In sostanza, dicono le sentenze, dal punto di vista formale e sostanziale, la disciplina che si ricava
dal codice civile pone l’amministratore di sostegno sullo stesso piano del tutore con gli obblighi e
le ricadute penali che la sua qualità di pubblico ufficiale comporta.
Più semplicemente, tutto questo significa che l’attività dell’amministratore deve essere svolta con
particolare cura, sapendo che egli potrebbe incorrere in reati c.d. propri, ossia che possono commessi solo da chi ricopre un incarico di pubblico ufficiale. Ci riferiamo al peculato, all’abuso
d’ufficio e al reato di falso.
Esaminiamoli meglio.
Il peculato
La possibilità che l’amministratore di sostegno si appropri indebitamente di somme di denaro appartenenti al beneficiario (tecnicamente si parla di peculato) è, senza alcun dubbio, una delle
preoccupazioni principali che derivano dalla nomina di un amministratore di sostegno.
Proprio per questo motivo l’amministratore è tenuto a predisporre periodicamente il rendiconto,
nel quale deve indicare e documentare le entrate e le uscite del beneficiario. In questo modo il
Giudice Tutelare ha la possibilità di verificare l’attività dell’amministratore e se, del caso, chiedere
chiarimenti o fornire indicazioni a riguardo.
L’abuso d’ufficio
Uno degli aspetti principali dell’amministrazione di sostegno è quello indicato nell’art. 410 c.c., che
stabilisce che l’amministratore deve tenere conto dei bisogni e delle aspirazioni del beneficiario e
tempestivamente informare il beneficiario circa gli atti da compiere nonché il giudice tutelare in
caso di dissenso con il beneficiario stesso.
Nel caso in cui, invece, l’amministratore agisca ignorando tale obbligo potrebbe incorrere
nell’abuso d’ufficio, se con tale comportamento intenzionalmente procuri a sé o ad altri un ingiusto vantaggio patrimoniale ovvero arrechi ad altri un danno ingiusto. Nello svolgimento del proprio incarico egli, dunque, deve sempre rapportarsi con il beneficiario o, nei casi in cui ciò non sia
possibile (ad esempio, per le condizioni di salute del beneficiario stesso), con il giudice tutelare, al
fine di individuare la soluzione che si ritiene migliore nell’interesse della persona amministrata.
Il reato di falso
L’art. 479 c.p. punisce il pubblico ufficiale che nell’esercizio del suo incarico rende una falsa attestazione.
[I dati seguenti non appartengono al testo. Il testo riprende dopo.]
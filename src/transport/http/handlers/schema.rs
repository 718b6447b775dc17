use crate::transport::http::handlers::common::{error_response, require_api_key};
use crate::transport::http::types::{AppState, ErrorResponse, SchemaResponse};
use axum::extract::State;
use axum::http::{HeaderMap, StatusCode};
use axum::response::IntoResponse;
use axum::Json;

#[utoipa::path(
    get,
    path = "/schema",
    params(("X-API-Key" = String, Header, description = "Shared secret")),
    responses(
        (status = 200, description = "Columns the model is shown", body = SchemaResponse),
        (status = 401, description = "Invalid or missing API key", body = ErrorResponse),
        (status = 500, description = "Internal server error", body = ErrorResponse)
    )
)]
pub async fn schema_handler(State(state): State<AppState>, headers: HeaderMap) -> impl IntoResponse {
    if let Err(e) = require_api_key(&state, &headers) {
        return error_response(e);
    }

    match state.query_service.describe_schema().await {
        Ok(description) => {
            let rendered = description.render();
            (
                StatusCode::OK,
                Json(SchemaResponse {
                    schema: state.query_service.namespace().to_string(),
                    columns: description.into_columns(),
                    rendered,
                }),
            )
                .into_response()
        }
        Err(e) => error_response(e),
    }
}
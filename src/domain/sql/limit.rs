/// Hard ceiling on rows any single request may return.
pub const MAX_ROWS_HARD_CAP: u32 = 1000;

/// Resolves the caller's `max_rows`: absent means the cap, larger values are
/// clamped to the cap, zero or negative values are refused.
pub fn resolve_max_rows(requested: Option<i64>) -> Result<u32, String> {
    match requested {
        None => Ok(MAX_ROWS_HARD_CAP),
        Some(n) if n <= 0 => Err(format!("max_rows must be a positive integer, got {}", n)),
        Some(n) => Ok(n.min(MAX_ROWS_HARD_CAP as i64) as u32),
    }
}

/// Appends `LIMIT <max_rows>` when the statement has no `LIMIT` anywhere.
///
/// The check is a case-insensitive substring test, so a statement that already
/// says `LIMIT 5000` (or merely mentions the word) keeps its own bound and is
/// not held to `MAX_ROWS_HARD_CAP`. A trailing `;` terminator is replaced by the
/// appended clause, which goes on its own line so a trailing `--` comment
/// cannot swallow it.
pub fn enforce_limit(sql: &str, max_rows: u32) -> String {
    if sql.to_uppercase().contains("LIMIT") {
        return sql.to_string();
    }

    let max_rows = max_rows.clamp(1, MAX_ROWS_HARD_CAP);
    let body = sql.trim_end().trim_end_matches(|c: char| c == ';' || c.is_whitespace());
    format!("{}\nLIMIT {};", body, max_rows)
}
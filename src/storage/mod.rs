pub mod catalog;
pub mod executor;
pub mod pool;

pub use catalog::introspect;
pub use executor::{execute, limited_sql};
pub use pool::{connect_pool, connect_pool_lazy};
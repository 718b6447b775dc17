// Responsible for all communication with the completion endpoint.

use crate::domain::prompt::{build_completion_request, CompletionRequest};
use crate::infra::config::LlmSettings;
use async_trait::async_trait;
use serde::Deserialize;
use std::sync::Arc;
use thiserror::Error;

/// Statement substituted whenever the model cannot be used.
pub const FALLBACK_SQL: &str = r#"SELECT * FROM "Invoice" LIMIT 10"#;

#[derive(Error, Debug)]
pub enum LlmError {
    #[error("request failed: {0}")]
    Transport(String),

    #[error("endpoint returned HTTP {status}: {body}")]
    Status { status: u16, body: String },

    #[error("malformed completion payload: {0}")]
    Malformed(String),

    #[error("completion had no content")]
    Empty,
}

/// Anything that can answer a chat-completion request with raw text.
#[async_trait]
pub trait CompletionBackend: Send + Sync {
    async fn complete(&self, request: &CompletionRequest) -> Result<String, LlmError>;
}

#[derive(Debug, Deserialize)]
struct ChatCompletionResponse {
    choices: Vec<ChatChoice>,
}

#[derive(Debug, Deserialize)]
struct ChatChoice {
    message: ChatChoiceMessage,
}

#[derive(Debug, Deserialize)]
struct ChatChoiceMessage {
    #[serde(default)]
    content: Option<String>,
}

/// OpenAI-compatible `chat/completions` client (Groq by default).
pub struct ChatCompletionsClient {
    http: reqwest::Client,
    api_url: String,
    api_key: String,
}

impl ChatCompletionsClient {
    pub fn new(api_url: &str, api_key: &str, timeout: std::time::Duration) -> anyhow::Result<Self> {
        let http = reqwest::Client::builder()
            .timeout(timeout)
            .build()
            .map_err(|e| anyhow::anyhow!("Failed to build LLM HTTP client: {}", e))?;
        Ok(Self {
            http,
            api_url: api_url.to_string(),
            api_key: api_key.to_string(),
        })
    }
}

#[async_trait]
impl CompletionBackend for ChatCompletionsClient {
    async fn complete(&self, request: &CompletionRequest) -> Result<String, LlmError> {
        let response = self
            .http
            .post(&self.api_url)
            .bearer_auth(&self.api_key)
            .json(request)
            .send()
            .await
            .map_err(|e| LlmError::Transport(e.to_string()))?;

        let status = response.status();
        if !status.is_success() {
            let body = response.text().await.unwrap_or_default();
            return Err(LlmError::Status {
                status: status.as_u16(),
                body: body.chars().take(200).collect(),
            });
        }

        let payload: ChatCompletionResponse = response
            .json()
            .await
            .map_err(|e| LlmError::Malformed(e.to_string()))?;

        let content = payload
            .choices
            .into_iter()
            .next()
            .ok_or_else(|| LlmError::Malformed("no choices".to_string()))?
            .message
            .content
            .unwrap_or_default();

        if content.trim().is_empty() {
            return Err(LlmError::Empty);
        }
        Ok(content.trim().to_string())
    }
}

#[derive(Debug, Clone, PartialEq, Eq)]
pub enum FallbackReason {
    /// No API key configured.
    Unconfigured,
    /// The single attempt failed; holds the error text for logs.
    Failed(String),
}

/// Outcome of the generation stage. Every variant still goes through the validator.
#[derive(Debug, Clone, PartialEq, Eq)]
pub enum Generation {
    Model { raw: String },
    Fallback { reason: FallbackReason },
    Override { sql: String },
}

impl Generation {
    /// The untrusted text to sanitize and validate.
    pub fn candidate(&self) -> &str {
        match self {
            Generation::Model { raw } => raw,
            Generation::Fallback { .. } => FALLBACK_SQL,
            Generation::Override { sql } => sql,
        }
    }

    pub fn is_degraded(&self) -> bool {
        matches!(self, Generation::Fallback { .. })
    }

    pub fn source(&self) -> &'static str {
        match self {
            Generation::Model { .. } => "model",
            Generation::Fallback { .. } => "fallback",
            Generation::Override { .. } => "override",
        }
    }
}

/// Turns a question plus schema text into candidate SQL, degrading to
/// [`FALLBACK_SQL`] instead of failing. One attempt per call, no retries.
#[derive(Clone)]
pub struct SqlGenerator {
    backend: Option<Arc<dyn CompletionBackend>>,
    model: String,
}

impl SqlGenerator {
    pub fn from_settings(settings: &LlmSettings) -> anyhow::Result<Self> {
        let backend: Option<Arc<dyn CompletionBackend>> = match &settings.api_key {
            Some(key) => Some(Arc::new(ChatCompletionsClient::new(
                &settings.api_url,
                key,
                settings.timeout,
            )?)),
            None => None,
        };
        Ok(Self {
            backend,
            model: settings.model.clone(),
        })
    }

    pub fn with_backend(backend: Arc<dyn CompletionBackend>, model: &str) -> Self {
        Self {
            backend: Some(backend),
            model: model.to_string(),
        }
    }

    pub fn unconfigured() -> Self {
        Self {
            backend: None,
            model: crate::infra::config::DEFAULT_LLM_MODEL.to_string(),
        }
    }

    pub fn is_configured(&self) -> bool {
        self.backend.is_some()
    }

    pub fn model(&self) -> &str {
        &self.model
    }

    pub async fn generate(&self, schema_text: &str, question: &str) -> Generation {
        let Some(backend) = &self.backend else {
            tracing::warn!("no LLM API key configured; using fallback statement");
            return Generation::Fallback {
                reason: FallbackReason::Unconfigured,
            };
        };

        let request = build_completion_request(&self.model, schema_text, question);
        match backend.complete(&request).await {
            Ok(raw) => Generation::Model { raw },
            Err(e) => {
                tracing::warn!(error = %e, "LLM call failed; using fallback statement");
                Generation::Fallback {
                    reason: FallbackReason::Failed(e.to_string()),
                }
            }
        }
    }
}
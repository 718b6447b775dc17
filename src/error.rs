use thiserror::Error;

/// Failure categories of one `/generate` pipeline run.
///
/// LLM failures never show up here: they degrade to the fallback statement
/// (see [`crate::infra::llm::Generation`]).
#[derive(Error, Debug)]
pub enum PipelineError {
    #[error("Invalid or missing API key")]
    Unauthorized,

    #[error("Invalid request: {0}")]
    InvalidRequest(String),

    #[error("Generated SQL contains forbidden operations. Only SELECT queries are allowed. ({0})")]
    ValidationRejected(#[from] crate::domain::sql::ValidationRejection),

    #[error("SQL execution error: {0}")]
    Execution(String),

    #[error("Internal error: {0:#}")]
    SystemFault(anyhow::Error),
}

impl PipelineError {
    /// Stable machine-readable category used on the wire.
    pub fn kind(&self) -> &'static str {
        match self {
            PipelineError::Unauthorized => "unauthorized",
            PipelineError::InvalidRequest(_) => "invalid_request",
            PipelineError::ValidationRejected(_) => "validation_rejected",
            PipelineError::Execution(_) => "execution_error",
            PipelineError::SystemFault(_) => "system_fault",
        }
    }

    /// Sorts a driver error into "the statement is bad" vs "the service is unhealthy".
    pub fn from_sqlx(err: sqlx::Error) -> Self {
        match err {
            sqlx::Error::Database(db) => PipelineError::Execution(db.message().to_string()),
            sqlx::Error::ColumnDecode { .. }
            | sqlx::Error::Decode(_)
            | sqlx::Error::TypeNotFound { .. }
            | sqlx::Error::ColumnNotFound(_)
            | sqlx::Error::ColumnIndexOutOfBounds { .. } => {
                PipelineError::Execution(err.to_string())
            }
            other => PipelineError::SystemFault(anyhow::Error::new(other)),
        }
    }
}

#[cfg(test)]
mod tests {
    use super::*;

    #[test]
    fn pool_timeout_is_a_system_fault() {
        let err = PipelineError::from_sqlx(sqlx::Error::PoolTimedOut);
        assert_eq!(err.kind(), "system_fault");
    }

    #[test]
    fn decode_problems_are_execution_errors() {
        let err = PipelineError::from_sqlx(sqlx::Error::ColumnNotFound("x".into()));
        assert_eq!(err.kind(), "execution_error");
    }

    #[test]
    fn validation_message_names_forbidden_operations() {
        let rejection = crate::domain::sql::check("DROP TABLE x").unwrap_err();
        let err = PipelineError::from(rejection);
        assert!(err.to_string().contains("forbidden operations"));
        assert_eq!(err.kind(), "validation_rejected");
    }
}
//! API response types.

use axum::{
    Json,
    http::StatusCode,
    response::{IntoResponse, Response},
};
use serde::Serialize;

/// Standard API response wrapper.
#[derive(Debug, Serialize)]
pub struct ApiResponse<T: Serialize> {
    pub data: T,
}

impl<T: Serialize> ApiResponse<T> {
    /// Create a success response.
    pub const fn ok(data: T) -> Self {
        Self { data }
    }
}

impl<T: Serialize> IntoResponse for ApiResponse<T> {
    fn into_response(self) -> Response {
        (StatusCode::OK, Json(self)).into_response()
    }
}
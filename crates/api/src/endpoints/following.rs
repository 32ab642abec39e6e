//! Following endpoints.

use axum::{Json, Router, extract::State, routing::post};
use dwitter_common::AppResult;
use dwitter_core::FollowResult;
use serde::{Deserialize, Serialize};

use crate::{extractors::AuthUser, middleware::AppState, response::ApiResponse};

/// Follow request.
#[derive(Debug, Deserialize)]
#[serde(rename_all = "camelCase")]
pub struct FollowRequest {
    pub profile_id: String,
}

/// Follow result response.
#[derive(Serialize)]
pub struct FollowResponse {
    pub status: FollowResult,
}

/// Unfollow result response.
#[derive(Serialize)]
#[serde(rename_all = "camelCase")]
pub struct UnfollowResponse {
    /// False when there was no edge to remove.
    pub removed: bool,
}

/// Follow a profile.
async fn follow(
    AuthUser(user): AuthUser,
    State(state): State<AppState>,
    Json(req): Json<FollowRequest>,
) -> AppResult<ApiResponse<FollowResponse>> {
    let me = state.graph_service.ensure_profile(&user.id).await?;
    let status = state.graph_service.follow(&me.id, &req.profile_id).await?;

    Ok(ApiResponse::ok(FollowResponse { status }))
}

/// Unfollow a profile.
async fn unfollow(
    AuthUser(user): AuthUser,
    State(state): State<AppState>,
    Json(req): Json<FollowRequest>,
) -> AppResult<ApiResponse<UnfollowResponse>> {
    let me = state.graph_service.ensure_profile(&user.id).await?;
    let removed = state
        .graph_service
        .unfollow(&me.id, &req.profile_id)
        .await?;

    Ok(ApiResponse::ok(UnfollowResponse { removed }))
}

/// Following routes, nested under `/following`.
pub fn router() -> Router<AppState> {
    Router::new()
        .route("/create", post(follow))
        .route("/delete", post(unfollow))
}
Nel caso dell’amministrazione di sostegno tale circostanza potrebbe verificarsi, ad esempio, qualora l’amministratore dichiarasse falsamente che il beneficiario si trova in condizioni di indigenza,
per poter così beneficiare di determinati contributi economici.
Ai fini della sussistenza dell’elemento soggettivo è sufficiente il dolo generico, e cioè la volontarietà e la consapevolezza della falsa attestazione. Tale delitto si verifica, dunque, non solo quando la
falsità sia compiuta senza l’intenzione di nuocere ma anche quando la sua commissione sia accompagnata dalla convinzione di non produrre alcun danno.